■ Task
In the entries below, find the lines that contain the word "failed" and copy them.

═══ Data shown ═══

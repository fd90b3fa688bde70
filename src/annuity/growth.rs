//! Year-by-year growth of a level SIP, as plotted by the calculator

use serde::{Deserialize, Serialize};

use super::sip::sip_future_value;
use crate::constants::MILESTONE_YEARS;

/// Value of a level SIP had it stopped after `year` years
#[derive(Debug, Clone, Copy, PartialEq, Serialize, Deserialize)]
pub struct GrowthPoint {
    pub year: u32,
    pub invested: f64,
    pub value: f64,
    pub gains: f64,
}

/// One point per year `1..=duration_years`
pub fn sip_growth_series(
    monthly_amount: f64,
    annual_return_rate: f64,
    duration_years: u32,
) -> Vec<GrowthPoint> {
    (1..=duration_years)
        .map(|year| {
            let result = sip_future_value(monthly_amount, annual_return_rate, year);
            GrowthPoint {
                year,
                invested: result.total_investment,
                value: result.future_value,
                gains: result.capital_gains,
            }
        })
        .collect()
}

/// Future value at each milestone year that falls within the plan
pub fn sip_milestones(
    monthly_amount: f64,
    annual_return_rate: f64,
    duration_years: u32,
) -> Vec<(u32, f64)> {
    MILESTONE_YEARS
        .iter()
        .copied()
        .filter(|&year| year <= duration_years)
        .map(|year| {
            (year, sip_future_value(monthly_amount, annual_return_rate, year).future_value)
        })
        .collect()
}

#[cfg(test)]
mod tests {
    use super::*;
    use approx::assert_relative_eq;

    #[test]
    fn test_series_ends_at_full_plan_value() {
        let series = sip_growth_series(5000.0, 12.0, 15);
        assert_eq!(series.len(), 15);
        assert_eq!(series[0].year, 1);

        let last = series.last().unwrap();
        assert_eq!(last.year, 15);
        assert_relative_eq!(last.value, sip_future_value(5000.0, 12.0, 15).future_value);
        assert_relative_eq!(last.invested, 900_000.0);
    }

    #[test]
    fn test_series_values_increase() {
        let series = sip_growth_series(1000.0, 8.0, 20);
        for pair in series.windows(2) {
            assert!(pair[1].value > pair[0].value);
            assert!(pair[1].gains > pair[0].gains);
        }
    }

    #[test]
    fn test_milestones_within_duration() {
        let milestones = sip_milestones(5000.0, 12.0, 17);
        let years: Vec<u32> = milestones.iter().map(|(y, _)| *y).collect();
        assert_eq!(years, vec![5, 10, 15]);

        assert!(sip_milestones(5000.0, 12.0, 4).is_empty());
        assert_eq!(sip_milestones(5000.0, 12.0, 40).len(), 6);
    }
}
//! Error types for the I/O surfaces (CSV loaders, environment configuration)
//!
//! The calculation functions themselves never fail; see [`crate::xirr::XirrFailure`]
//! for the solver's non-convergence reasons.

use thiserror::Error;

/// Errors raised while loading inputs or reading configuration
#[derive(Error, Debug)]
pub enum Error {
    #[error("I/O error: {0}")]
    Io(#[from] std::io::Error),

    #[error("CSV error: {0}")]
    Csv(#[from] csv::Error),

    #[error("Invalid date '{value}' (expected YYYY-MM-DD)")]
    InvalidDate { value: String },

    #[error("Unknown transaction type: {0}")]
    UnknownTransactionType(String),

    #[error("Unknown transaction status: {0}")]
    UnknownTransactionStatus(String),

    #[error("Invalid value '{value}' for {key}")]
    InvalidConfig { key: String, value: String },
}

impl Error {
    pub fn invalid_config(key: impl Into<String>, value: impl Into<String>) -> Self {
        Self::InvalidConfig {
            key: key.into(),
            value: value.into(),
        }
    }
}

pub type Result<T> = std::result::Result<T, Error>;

═══
═══ Data shown ═══

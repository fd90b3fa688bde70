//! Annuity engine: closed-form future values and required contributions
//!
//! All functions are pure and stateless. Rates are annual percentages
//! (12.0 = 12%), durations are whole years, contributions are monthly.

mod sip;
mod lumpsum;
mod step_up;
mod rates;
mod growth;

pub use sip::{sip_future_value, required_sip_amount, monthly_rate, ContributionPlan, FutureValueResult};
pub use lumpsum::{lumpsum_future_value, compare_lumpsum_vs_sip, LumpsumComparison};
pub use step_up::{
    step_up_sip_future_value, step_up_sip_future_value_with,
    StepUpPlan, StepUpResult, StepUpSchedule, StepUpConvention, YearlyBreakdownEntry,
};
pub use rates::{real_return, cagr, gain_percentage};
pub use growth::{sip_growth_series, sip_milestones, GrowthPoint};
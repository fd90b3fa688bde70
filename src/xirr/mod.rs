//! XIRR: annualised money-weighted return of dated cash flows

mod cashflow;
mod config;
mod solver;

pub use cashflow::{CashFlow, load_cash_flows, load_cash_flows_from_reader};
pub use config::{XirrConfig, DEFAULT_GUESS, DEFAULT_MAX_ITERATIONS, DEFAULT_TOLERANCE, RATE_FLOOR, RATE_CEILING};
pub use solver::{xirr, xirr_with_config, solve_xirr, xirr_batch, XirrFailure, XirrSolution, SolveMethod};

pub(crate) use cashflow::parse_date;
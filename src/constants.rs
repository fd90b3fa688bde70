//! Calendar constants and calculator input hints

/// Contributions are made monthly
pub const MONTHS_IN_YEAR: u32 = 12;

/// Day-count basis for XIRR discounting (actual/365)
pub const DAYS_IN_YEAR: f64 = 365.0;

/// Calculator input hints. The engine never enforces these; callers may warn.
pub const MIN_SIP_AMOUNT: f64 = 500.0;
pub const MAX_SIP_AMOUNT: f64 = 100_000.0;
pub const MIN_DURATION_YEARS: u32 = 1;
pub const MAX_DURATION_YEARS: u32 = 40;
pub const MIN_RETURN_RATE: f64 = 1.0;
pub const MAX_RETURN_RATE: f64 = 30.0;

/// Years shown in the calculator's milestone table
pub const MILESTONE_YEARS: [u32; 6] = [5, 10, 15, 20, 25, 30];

═══
═══ Data shown ═══

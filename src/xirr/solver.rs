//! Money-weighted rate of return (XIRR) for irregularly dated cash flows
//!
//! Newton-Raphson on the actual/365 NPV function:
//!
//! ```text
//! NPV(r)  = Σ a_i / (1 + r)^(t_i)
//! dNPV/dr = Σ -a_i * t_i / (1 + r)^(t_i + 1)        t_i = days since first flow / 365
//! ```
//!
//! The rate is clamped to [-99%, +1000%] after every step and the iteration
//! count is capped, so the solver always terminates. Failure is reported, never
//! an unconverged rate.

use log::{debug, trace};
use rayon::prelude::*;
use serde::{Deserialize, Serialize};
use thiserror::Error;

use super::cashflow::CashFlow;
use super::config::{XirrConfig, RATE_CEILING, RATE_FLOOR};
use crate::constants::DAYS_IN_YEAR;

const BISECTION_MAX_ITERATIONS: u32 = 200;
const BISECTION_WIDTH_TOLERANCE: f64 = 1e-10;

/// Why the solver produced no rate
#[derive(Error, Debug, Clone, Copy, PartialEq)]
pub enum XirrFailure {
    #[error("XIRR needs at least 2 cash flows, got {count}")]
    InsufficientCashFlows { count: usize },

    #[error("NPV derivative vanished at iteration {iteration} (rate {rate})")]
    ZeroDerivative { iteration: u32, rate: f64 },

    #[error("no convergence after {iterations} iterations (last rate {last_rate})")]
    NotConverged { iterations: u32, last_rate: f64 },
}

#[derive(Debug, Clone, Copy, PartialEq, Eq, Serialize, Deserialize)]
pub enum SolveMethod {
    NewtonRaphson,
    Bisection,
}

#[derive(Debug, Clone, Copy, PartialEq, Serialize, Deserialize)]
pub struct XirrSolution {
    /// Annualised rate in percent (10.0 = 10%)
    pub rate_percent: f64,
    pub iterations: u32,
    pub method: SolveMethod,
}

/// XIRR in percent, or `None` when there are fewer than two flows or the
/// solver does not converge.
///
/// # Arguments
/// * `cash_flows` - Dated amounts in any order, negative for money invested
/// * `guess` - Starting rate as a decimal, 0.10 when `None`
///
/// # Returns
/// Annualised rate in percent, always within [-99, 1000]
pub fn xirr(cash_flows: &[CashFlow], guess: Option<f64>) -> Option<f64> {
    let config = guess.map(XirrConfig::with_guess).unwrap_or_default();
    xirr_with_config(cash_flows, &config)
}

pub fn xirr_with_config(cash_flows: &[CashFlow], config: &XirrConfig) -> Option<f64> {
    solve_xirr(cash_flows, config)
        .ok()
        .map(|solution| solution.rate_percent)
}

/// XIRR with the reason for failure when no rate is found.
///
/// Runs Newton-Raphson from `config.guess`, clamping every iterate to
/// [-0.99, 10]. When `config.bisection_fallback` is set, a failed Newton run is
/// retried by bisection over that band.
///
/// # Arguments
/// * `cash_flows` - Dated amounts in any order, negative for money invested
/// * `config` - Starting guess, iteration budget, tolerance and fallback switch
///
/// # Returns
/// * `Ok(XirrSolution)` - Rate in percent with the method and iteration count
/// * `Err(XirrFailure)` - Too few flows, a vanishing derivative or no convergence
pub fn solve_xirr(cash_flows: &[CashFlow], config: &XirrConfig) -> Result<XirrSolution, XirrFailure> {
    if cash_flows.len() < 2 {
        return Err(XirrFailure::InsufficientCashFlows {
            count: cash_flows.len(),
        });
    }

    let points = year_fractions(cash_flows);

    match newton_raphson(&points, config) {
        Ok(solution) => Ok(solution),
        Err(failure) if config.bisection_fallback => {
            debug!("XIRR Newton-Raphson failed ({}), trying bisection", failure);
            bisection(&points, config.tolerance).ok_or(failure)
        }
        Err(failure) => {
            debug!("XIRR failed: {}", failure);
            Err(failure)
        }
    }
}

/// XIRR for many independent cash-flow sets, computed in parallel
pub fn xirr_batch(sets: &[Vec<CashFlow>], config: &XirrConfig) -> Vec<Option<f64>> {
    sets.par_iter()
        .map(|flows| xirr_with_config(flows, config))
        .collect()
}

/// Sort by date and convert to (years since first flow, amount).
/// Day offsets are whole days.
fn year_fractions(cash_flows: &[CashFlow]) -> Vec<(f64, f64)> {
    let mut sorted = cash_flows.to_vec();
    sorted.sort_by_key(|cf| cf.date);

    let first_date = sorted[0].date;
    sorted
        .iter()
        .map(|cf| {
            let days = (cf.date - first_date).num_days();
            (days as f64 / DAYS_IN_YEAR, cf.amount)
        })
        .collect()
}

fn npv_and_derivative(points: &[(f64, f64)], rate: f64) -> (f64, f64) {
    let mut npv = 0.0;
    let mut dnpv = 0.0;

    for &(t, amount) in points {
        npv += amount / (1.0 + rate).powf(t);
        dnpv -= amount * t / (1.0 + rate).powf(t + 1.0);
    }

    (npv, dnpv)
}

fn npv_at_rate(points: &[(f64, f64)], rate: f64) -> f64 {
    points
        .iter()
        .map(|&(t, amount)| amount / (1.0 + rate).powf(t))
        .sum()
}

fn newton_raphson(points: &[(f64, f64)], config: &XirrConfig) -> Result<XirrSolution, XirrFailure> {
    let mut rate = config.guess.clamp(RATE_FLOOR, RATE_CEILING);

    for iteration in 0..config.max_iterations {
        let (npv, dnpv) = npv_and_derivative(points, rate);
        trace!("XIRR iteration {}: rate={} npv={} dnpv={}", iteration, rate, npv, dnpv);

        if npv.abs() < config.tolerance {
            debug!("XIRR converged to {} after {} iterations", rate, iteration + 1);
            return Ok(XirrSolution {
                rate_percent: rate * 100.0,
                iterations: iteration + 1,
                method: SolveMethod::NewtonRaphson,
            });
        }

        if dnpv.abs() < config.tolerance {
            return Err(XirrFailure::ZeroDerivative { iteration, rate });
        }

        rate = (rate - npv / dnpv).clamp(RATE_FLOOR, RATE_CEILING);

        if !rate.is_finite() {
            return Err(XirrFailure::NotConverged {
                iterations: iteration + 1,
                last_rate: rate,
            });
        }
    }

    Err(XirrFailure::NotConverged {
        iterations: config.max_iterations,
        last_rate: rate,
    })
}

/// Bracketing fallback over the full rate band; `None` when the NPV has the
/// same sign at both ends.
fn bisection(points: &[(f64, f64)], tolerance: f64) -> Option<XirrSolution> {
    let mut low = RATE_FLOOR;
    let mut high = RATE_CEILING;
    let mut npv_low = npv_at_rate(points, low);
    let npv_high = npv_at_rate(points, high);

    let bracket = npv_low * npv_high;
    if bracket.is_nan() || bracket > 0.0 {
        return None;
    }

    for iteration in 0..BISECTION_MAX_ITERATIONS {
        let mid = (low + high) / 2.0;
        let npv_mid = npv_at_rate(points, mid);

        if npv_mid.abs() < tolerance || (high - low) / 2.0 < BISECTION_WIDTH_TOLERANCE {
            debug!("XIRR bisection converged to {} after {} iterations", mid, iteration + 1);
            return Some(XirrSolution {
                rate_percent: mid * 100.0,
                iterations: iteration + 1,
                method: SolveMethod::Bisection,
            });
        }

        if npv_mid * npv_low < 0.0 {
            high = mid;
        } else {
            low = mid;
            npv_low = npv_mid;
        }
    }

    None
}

═══

■ Response area
/// [-0.99, 10]. When `config.bisection_fallback` is set, a failed Newton run is
            debug!("XIRR Newton-Raphson failed ({}), trying bisection", failure);
            debug!("XIRR failed: {}", failure);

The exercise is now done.